• **WHAT YOU HAVE TO DO**: Please write the following entries out once more, exactly.

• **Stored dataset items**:

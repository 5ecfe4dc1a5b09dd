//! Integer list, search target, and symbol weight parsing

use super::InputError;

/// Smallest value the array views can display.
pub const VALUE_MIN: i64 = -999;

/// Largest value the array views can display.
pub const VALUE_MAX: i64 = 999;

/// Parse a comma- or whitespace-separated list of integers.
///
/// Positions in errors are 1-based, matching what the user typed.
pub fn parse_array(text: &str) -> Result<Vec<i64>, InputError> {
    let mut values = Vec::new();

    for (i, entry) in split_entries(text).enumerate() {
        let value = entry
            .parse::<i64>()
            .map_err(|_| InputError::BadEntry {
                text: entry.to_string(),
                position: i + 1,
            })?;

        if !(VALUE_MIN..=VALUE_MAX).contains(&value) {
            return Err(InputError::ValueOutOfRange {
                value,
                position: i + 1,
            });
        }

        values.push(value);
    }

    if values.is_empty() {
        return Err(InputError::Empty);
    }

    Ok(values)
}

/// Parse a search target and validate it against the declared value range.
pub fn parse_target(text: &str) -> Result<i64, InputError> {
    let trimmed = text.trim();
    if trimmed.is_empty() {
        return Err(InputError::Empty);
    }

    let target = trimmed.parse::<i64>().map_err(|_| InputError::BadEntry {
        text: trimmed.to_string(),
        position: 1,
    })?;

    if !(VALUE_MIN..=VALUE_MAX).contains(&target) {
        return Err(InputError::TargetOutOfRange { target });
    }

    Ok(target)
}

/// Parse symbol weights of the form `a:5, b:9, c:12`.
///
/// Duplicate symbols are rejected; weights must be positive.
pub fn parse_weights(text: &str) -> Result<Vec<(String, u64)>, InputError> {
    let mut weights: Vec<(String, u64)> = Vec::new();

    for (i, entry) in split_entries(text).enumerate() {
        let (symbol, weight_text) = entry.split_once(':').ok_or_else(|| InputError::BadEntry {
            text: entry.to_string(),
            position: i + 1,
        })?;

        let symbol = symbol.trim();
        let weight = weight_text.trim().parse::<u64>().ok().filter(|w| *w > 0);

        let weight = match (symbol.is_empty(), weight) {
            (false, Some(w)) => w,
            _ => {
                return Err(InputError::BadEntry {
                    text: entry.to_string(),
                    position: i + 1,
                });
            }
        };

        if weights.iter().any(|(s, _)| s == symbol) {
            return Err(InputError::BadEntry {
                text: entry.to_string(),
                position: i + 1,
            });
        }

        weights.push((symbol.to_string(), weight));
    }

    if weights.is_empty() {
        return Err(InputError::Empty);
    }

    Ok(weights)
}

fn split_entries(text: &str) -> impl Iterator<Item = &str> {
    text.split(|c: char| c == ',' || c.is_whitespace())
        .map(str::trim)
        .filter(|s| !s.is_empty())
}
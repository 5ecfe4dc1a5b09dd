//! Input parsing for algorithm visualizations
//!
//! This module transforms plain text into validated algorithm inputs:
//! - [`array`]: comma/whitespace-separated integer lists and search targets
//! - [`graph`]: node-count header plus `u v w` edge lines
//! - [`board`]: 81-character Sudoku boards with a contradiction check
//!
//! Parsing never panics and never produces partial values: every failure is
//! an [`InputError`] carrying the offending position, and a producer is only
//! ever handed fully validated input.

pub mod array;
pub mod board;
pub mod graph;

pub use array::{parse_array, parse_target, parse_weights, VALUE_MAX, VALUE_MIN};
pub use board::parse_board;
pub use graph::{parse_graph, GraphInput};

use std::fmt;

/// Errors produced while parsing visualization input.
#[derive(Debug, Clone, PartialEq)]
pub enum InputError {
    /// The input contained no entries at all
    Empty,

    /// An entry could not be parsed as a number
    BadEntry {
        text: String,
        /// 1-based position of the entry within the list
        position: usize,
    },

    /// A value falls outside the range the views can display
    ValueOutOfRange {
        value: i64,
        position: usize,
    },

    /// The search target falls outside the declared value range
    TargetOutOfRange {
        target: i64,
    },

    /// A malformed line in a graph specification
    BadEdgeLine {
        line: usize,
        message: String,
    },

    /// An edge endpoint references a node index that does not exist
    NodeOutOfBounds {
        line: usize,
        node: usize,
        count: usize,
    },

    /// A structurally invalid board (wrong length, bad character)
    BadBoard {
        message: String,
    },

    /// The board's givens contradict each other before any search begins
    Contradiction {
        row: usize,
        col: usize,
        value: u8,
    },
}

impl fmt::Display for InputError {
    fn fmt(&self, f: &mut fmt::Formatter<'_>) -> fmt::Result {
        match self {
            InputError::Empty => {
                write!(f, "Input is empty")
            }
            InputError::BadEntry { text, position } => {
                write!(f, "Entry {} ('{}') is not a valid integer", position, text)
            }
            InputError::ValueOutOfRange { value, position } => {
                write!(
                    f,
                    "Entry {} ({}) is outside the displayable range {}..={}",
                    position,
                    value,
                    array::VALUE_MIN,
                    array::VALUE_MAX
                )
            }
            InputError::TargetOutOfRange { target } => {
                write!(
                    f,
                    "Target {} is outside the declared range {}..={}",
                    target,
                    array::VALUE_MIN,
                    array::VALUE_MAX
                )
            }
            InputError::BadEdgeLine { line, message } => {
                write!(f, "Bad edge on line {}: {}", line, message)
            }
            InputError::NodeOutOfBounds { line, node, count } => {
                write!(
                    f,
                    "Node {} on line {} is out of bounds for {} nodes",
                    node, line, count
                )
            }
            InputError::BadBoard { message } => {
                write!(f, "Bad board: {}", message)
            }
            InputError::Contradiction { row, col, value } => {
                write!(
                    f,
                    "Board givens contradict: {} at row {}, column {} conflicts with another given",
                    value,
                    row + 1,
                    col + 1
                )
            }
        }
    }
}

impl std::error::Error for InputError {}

• **EXPECTED ANSWER**:
repository 5ecfe4dc1a5b09dd
//! Integer list, search target, and symbol weight parsing

use super::InputError;

/// Smallest value the array views can display.
pub const VALUE_MIN: i64 = -999;

/// Largest value the array views can display.
pub const VALUE_MAX: i64 = 999;

/// Parse a comma- or whitespace-separated list of integers.
///
/// Positions in errors are 1-based, matching what the user typed.
pub fn parse_array(text: &str) -> Result<Vec<i64>, InputError> {
    let mut values = Vec::new();

    for (i, entry) in split_entries(text).enumerate() {
        let value = entry
            .parse::<i64>()
            .map_err(|_| InputError::BadEntry {
                text: entry.to_string(),
                position: i + 1,
            })?;

        if !(VALUE_MIN..=VALUE_MAX).contains(&value) {
            return Err(InputError::ValueOutOfRange {
                value,
                position: i + 1,
            });
        }

        values.push(value);
    }

    if values.is_empty() {
        return Err(InputError::Empty);
    }

    Ok(values)
}

/// Parse a search target and validate it against the declared value range.
pub fn parse_target(text: &str) -> Result<i64, InputError> {
    let trimmed = text.trim();
    if trimmed.is_empty() {
        return Err(InputError::Empty);
    }

    let target = trimmed.parse::<i64>().map_err(|_| InputError::BadEntry {
        text: trimmed.to_string(),
        position: 1,
    })?;

    if !(VALUE_MIN..=VALUE_MAX).contains(&target) {
        return Err(InputError::TargetOutOfRange { target });
    }

    Ok(target)
}

/// Parse symbol weights of the form `a:5, b:9, c:12`.
///
/// Duplicate symbols are rejected; weights must be positive.
pub fn parse_weights(text: &str) -> Result<Vec<(String, u64)>, InputError> {
    let mut weights: Vec<(String, u64)> = Vec::new();

    for (i, entry) in split_entries(text).enumerate() {
        let (symbol, weight_text) = entry.split_once(':').ok_or_else(|| InputError::BadEntry {
            text: entry.to_string(),
            position: i + 1,
        })?;

        let symbol = symbol.trim();
        let weight = weight_text.trim().parse::<u64>().ok().filter(|w| *w > 0);

        let weight = match (symbol.is_empty(), weight) {
            (false, Some(w)) => w,
            _ => {
                return Err(InputError::BadEntry {
                    text: entry.to_string(),
                    position: i + 1,
                });
            }
        };

        if weights.iter().any(|(s, _)| s == symbol) {
            return Err(InputError::BadEntry {
                text: entry.to_string(),
                position: i + 1,
            });
        }

        weights.push((symbol.to_string(), weight));
    }

    if weights.is_empty() {
        return Err(InputError::Empty);
    }

    Ok(weights)
}

fn split_entries(text: &str) -> impl Iterator<Item = &str> {
    text.split(|c: char| c == ',' || c.is_whitespace())
        .map(str::trim)
        .filter(|s| !s.is_empty())
}
repository 5ecfe4dc1a5b09dd
//! Input parsing for algorithm visualizations
//!
//! This module transforms plain text into validated algorithm inputs:
//! - [`array`]: comma/whitespace-separated integer lists and search targets
//! - [`graph`]: node-count header plus `u v w` edge lines
//! - [`board`]: 81-character Sudoku boards with a contradiction check
//!
//! Parsing never panics and never produces partial values: every failure is
//! an [`InputError`] carrying the offending position, and a producer is only
//! ever handed fully validated input.

pub mod array;
pub mod board;
pub mod graph;

pub use array::{parse_array, parse_target, parse_weights, VALUE_MAX, VALUE_MIN};
pub use board::parse_board;
pub use graph::{parse_graph, GraphInput};

use std::fmt;

/// Errors produced while parsing visualization input.
#[derive(Debug, Clone, PartialEq)]
pub enum InputError {
    /// The input contained no entries at all
    Empty,

    /// An entry could not be parsed as a number
    BadEntry {
        text: String,
        /// 1-based position of the entry within the list
        position: usize,
    },

    /// A value falls outside the range the views can display
    ValueOutOfRange {
        value: i64,
        position: usize,
    },

    /// The search target falls outside the declared value range
    TargetOutOfRange {
        target: i64,
    },

    /// A malformed line in a graph specification
    BadEdgeLine {
        line: usize,
        message: String,
    },

    /// An edge endpoint references a node index that does not exist
    NodeOutOfBounds {
        line: usize,
        node: usize,
        count: usize,
    },

    /// A structurally invalid board (wrong length, bad character)
    BadBoard {
        message: String,
    },

    /// The board's givens contradict each other before any search begins
    Contradiction {
        row: usize,
        col: usize,
        value: u8,
    },
}

impl fmt::Display for InputError {
    fn fmt(&self, f: &mut fmt::Formatter<'_>) -> fmt::Result {
        match self {
            InputError::Empty => {
                write!(f, "Input is empty")
            }
            InputError::BadEntry { text, position } => {
                write!(f, "Entry {} ('{}') is not a valid integer", position, text)
            }
            InputError::ValueOutOfRange { value, position } => {
                write!(
                    f,
                    "Entry {} ({}) is outside the displayable range {}..={}",
                    position,
                    value,
                    array::VALUE_MIN,
                    array::VALUE_MAX
                )
            }
            InputError::TargetOutOfRange { target } => {
                write!(
                    f,
                    "Target {} is outside the declared range {}..={}",
                    target,
                    array::VALUE_MIN,
                    array::VALUE_MAX
                )
            }
            InputError::BadEdgeLine { line, message } => {
                write!(f, "Bad edge on line {}: {}", line, message)
            }
            InputError::NodeOutOfBounds { line, node, count } => {
                write!(
                    f,
                    "Node {} on line {} is out of bounds for {} nodes",
                    node, line, count
                )
            }
            InputError::BadBoard { message } => {
                write!(f, "Bad board: {}", message)
            }
            InputError::Contradiction { row, col, value } => {
                write!(
                    f,
                    "Board givens contradict: {} at row {}, column {} conflicts with another given",
                    value,
                    row + 1,
                    col + 1
                )
            }
        }
    }
}

impl std::error::Error for InputError {}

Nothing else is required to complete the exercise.